Friday, June 30, 2017

Today we continue discussing another System Design question. We have been covering data architectures and store services. We were reviewing Payment Systems from Airbnb. Airbnb is a global online marketplace where payments are one of the largest in-house payment systems. They had three standalone systems - a backend billing API, a payment gateway to external processors,  and  a financial pipeline for Spark based financial reporting. The platform events from billing and the payment events from gateway flow to the pipeline via Kafka.

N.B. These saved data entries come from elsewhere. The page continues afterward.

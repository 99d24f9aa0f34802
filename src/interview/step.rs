//! The interview script — one [`Step`] per question.
//!
//! Prompts and parsing rules are the AlphaReach funnel copy. The split
//! patterns keep the original alternation order (leftmost-first), so inputs
//! mixing separators parse the same way the page always has.

use std::sync::LazyLock;

use regex::Regex;

use super::record::OnboardData;

/// Splits "name and venture" answers on `" from "`, `", "` or `" "`.
static NAME_SPLIT_RE: LazyLock<Regex> =
    LazyLock::new(|| Regex::new(" from |, | ").expect("static regex"));

/// Splits tool stack answers on `", "` or `" "`.
static STACK_SPLIT_RE: LazyLock<Regex> =
    LazyLock::new(|| Regex::new(", | ").expect("static regex"));

/// Anchored "looks like an email" shape check.
static EMAIL_RE: LazyLock<Regex> =
    LazyLock::new(|| Regex::new(r"^[^\s@]+@[^\s@]+\.[^\s@]+$").expect("static regex"));

const EMAIL_REPROMPT: &str = "Please provide a valid email address so we can reach you.";
const DEFAULT_COMPANY: &str = "Your Venture";

/// A prompt shown when a step becomes current.
pub enum Prompt {
    /// Fixed copy.
    Static(&'static str),
    /// Personalized from earlier answers.
    Computed(fn(&OnboardData) -> String),
}

impl Prompt {
    /// Resolve the prompt text against the answers collected so far.
    pub fn resolve(&self, data: &OnboardData) -> String {
        match self {
            Self::Static(text) => (*text).to_string(),
            Self::Computed(f) => f(data),
        }
    }
}

/// Result of running a step's processor on user input.
#[derive(Debug, Clone, PartialEq, Eq)]
pub enum StepOutcome {
    /// Input stored; the interview advances.
    Accepted,
    /// Input refused; the message is shown and the same step repeats.
    Rejected(&'static str),
}

/// One question in the interview script.
pub struct Step {
    /// Stable identifier, used in status reporting.
    pub id: &'static str,
    /// Question copy for this step.
    pub prompt: Prompt,
    processor: fn(&mut OnboardData, &str) -> StepOutcome,
}

impl Step {
    /// Run this step's processor. Mutates `data` only on acceptance.
    pub fn process(&self, data: &mut OnboardData, input: &str) -> StepOutcome {
        (self.processor)(data, input)
    }
}

fn process_intro(data: &mut OnboardData, input: &str) -> StepOutcome {
    let parts: Vec<&str> = NAME_SPLIT_RE.split(input).collect();
    data.client_name = match parts.first() {
        Some(first) if !first.is_empty() => (*first).to_string(),
        _ => input.to_string(),
    };
    let company = parts.get(1..).unwrap_or(&[]).join(" ");
    data.company_name = if company.is_empty() {
        DEFAULT_COMPANY.to_string()
    } else {
        company
    };
    StepOutcome::Accepted
}

fn process_email(data: &mut OnboardData, input: &str) -> StepOutcome {
    if EMAIL_RE.is_match(input) {
        data.email = input.to_string();
        StepOutcome::Accepted
    } else {
        StepOutcome::Rejected(EMAIL_REPROMPT)
    }
}

/// The full onboarding script, in interview order.
pub fn script() -> Vec<Step> {
    vec![
        Step {
            id: "intro",
            prompt: Prompt::Static(
                "Welcome to AlphaReach. I'm your Automation Architect. To start, what is \
                 your name and the name of the venture we are scaling today?",
            ),
            processor: process_intro,
        },
        Step {
            id: "vision",
            prompt: Prompt::Computed(|data| {
                format!(
                    "Nice to meet you, {}. Briefly, what is the 'North Star' goal for {} \
                     in the next 12 months?",
                    data.client_name, data.company_name
                )
            }),
            processor: |data, input| {
                data.vision = input.to_string();
                StepOutcome::Accepted
            },
        },
        Step {
            id: "friction",
            prompt: Prompt::Static(
                "Vision noted. If you could wave a magic wand and delete one repetitive \
                 task from your team's daily schedule, what would it be?",
            ),
            processor: |data, input| {
                data.pain_points.push(input.to_string());
                StepOutcome::Accepted
            },
        },
        Step {
            id: "current_ai",
            prompt: Prompt::Static(
                "Are you currently using any AI tools (ChatGPT, Claude, etc.), and where \
                 are they falling short of your expectations?",
            ),
            processor: |data, input| {
                data.pain_points.push(format!("Shortcoming: {input}"));
                StepOutcome::Accepted
            },
        },
        Step {
            id: "stack",
            prompt: Prompt::Static(
                "Understood. What does your current 'Command Center' look like? \
                 (e.g., Slack, Notion, GoHighLevel, Shopify, etc.)",
            ),
            processor: |data, input| {
                data.current_stack = STACK_SPLIT_RE.split(input).map(str::to_string).collect();
                StepOutcome::Accepted
            },
        },
        Step {
            id: "handover_email",
            prompt: Prompt::Static(
                "Lastly, please provide your business email so we can send you our \
                 preliminary audit.",
            ),
            processor: process_email,
        },
        Step {
            id: "handover_url",
            prompt: Prompt::Static(
                "And your website URL? Our system will run a quick infrastructure check.",
            ),
            processor: |data, input| {
                data.website = input.to_string();
                StepOutcome::Accepted
            },
        },
    ]
}

#[cfg(test)]
mod tests {
    use super::*;

    fn step(id: &str) -> Step {
        script()
            .into_iter()
            .find(|s| s.id == id)
            .unwrap_or_else(|| panic!("no step {id}"))
    }

    #[test]
    fn script_order_is_fixed() {
        let ids: Vec<&str> = script().iter().map(|s| s.id).collect();
        assert_eq!(
            ids,
            [
                "intro",
                "vision",
                "friction",
                "current_ai",
                "stack",
                "handover_email",
                "handover_url"
            ]
        );
    }

    #[test]
    fn intro_splits_on_from() {
        let mut data = OnboardData::default();
        let outcome = step("intro").process(&mut data, "Jane from Acme Corp");
        assert_eq!(outcome, StepOutcome::Accepted);
        assert_eq!(data.client_name, "Jane");
        assert_eq!(data.company_name, "Acme Corp");
    }

    #[test]
    fn intro_splits_on_comma() {
        let mut data = OnboardData::default();
        step("intro").process(&mut data, "Jane, Acme");
        assert_eq!(data.client_name, "Jane");
        assert_eq!(data.company_name, "Acme");
    }

    #[test]
    fn intro_splits_on_space() {
        let mut data = OnboardData::default();
        step("intro").process(&mut data, "Jane Acme");
        assert_eq!(data.client_name, "Jane");
        assert_eq!(data.company_name, "Acme");
    }

    #[test]
    fn intro_defaults_company() {
        let mut data = OnboardData::default();
        step("intro").process(&mut data, "Jane");
        assert_eq!(data.client_name, "Jane");
        assert_eq!(data.company_name, "Your Venture");
    }

    #[test]
    fn vision_prompt_is_personalized() {
        let data = OnboardData {
            client_name: "Jane".to_string(),
            company_name: "Acme".to_string(),
            ..Default::default()
        };
        let text = step("vision").prompt.resolve(&data);
        assert!(text.contains("Nice to meet you, Jane"));
        assert!(text.contains("goal for Acme"));
    }

    #[test]
    fn friction_and_current_ai_append_pain_points() {
        let mut data = OnboardData::default();
        step("friction").process(&mut data, "Too many manual reports");
        step("current_ai").process(&mut data, "ChatGPT is too generic");
        assert_eq!(
            data.pain_points,
            ["Too many manual reports", "Shortcoming: ChatGPT is too generic"]
        );
    }

    #[test]
    fn stack_split_prefers_comma_space() {
        let mut data = OnboardData::default();
        step("stack").process(&mut data, "Slack, Notion GoHighLevel");
        assert_eq!(data.current_stack, ["Slack", "Notion", "GoHighLevel"]);
    }

    #[test]
    fn stack_split_replaces_previous_tokens() {
        let mut data = OnboardData {
            current_stack: vec!["Old".to_string()],
            ..Default::default()
        };
        step("stack").process(&mut data, "Shopify");
        assert_eq!(data.current_stack, ["Shopify"]);
    }

    #[test]
    fn email_shape_accepted() {
        let mut data = OnboardData::default();
        let outcome = step("handover_email").process(&mut data, "user@domain.com");
        assert_eq!(outcome, StepOutcome::Accepted);
        assert_eq!(data.email, "user@domain.com");
    }

    #[test]
    fn email_shape_rejected_without_mutation() {
        let mut data = OnboardData::default();
        for bad in ["not-an-email", "user@domain", "user @domain.com", "@domain.com"] {
            let outcome = step("handover_email").process(&mut data, bad);
            assert!(
                matches!(outcome, StepOutcome::Rejected(_)),
                "{bad} should be rejected"
            );
            assert!(data.email.is_empty(), "{bad} must not be stored");
        }
    }

    #[test]
    fn website_is_stored_verbatim() {
        let mut data = OnboardData::default();
        step("handover_url").process(&mut data, "acme.com");
        assert_eq!(data.website, "acme.com");
    }
}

Billing interface allowed addition of items other than the usual reservation and payment which includes reservation nights, fees, taxes, photography costs, coupons by representing them with abstract data models and attributes. The checkout flow now becomes general to all items and streamlined while publishing events to all interested subscribers.
We were comparing their Kafka and data pipeline based solution with SQL database clusters.  The SQL database cluster is usually used as a failover cluster not a performance or parallel cluster.  Although it uses SAN, it is a shared storage and does not go offline.  The clustering does not save space or efforts for backup or maintenance. And it does not scale out the reads for the database. Moreover, it does not give a 100% uptime. Similar considerations are true when the database server is hosted on a container and the database is on a shared volume. But a database server is capable of scaling up for large online transaction processing. Reporting stack is usually a pull and transformation operation on any database and is generally independent of the data manipulation from online transactions.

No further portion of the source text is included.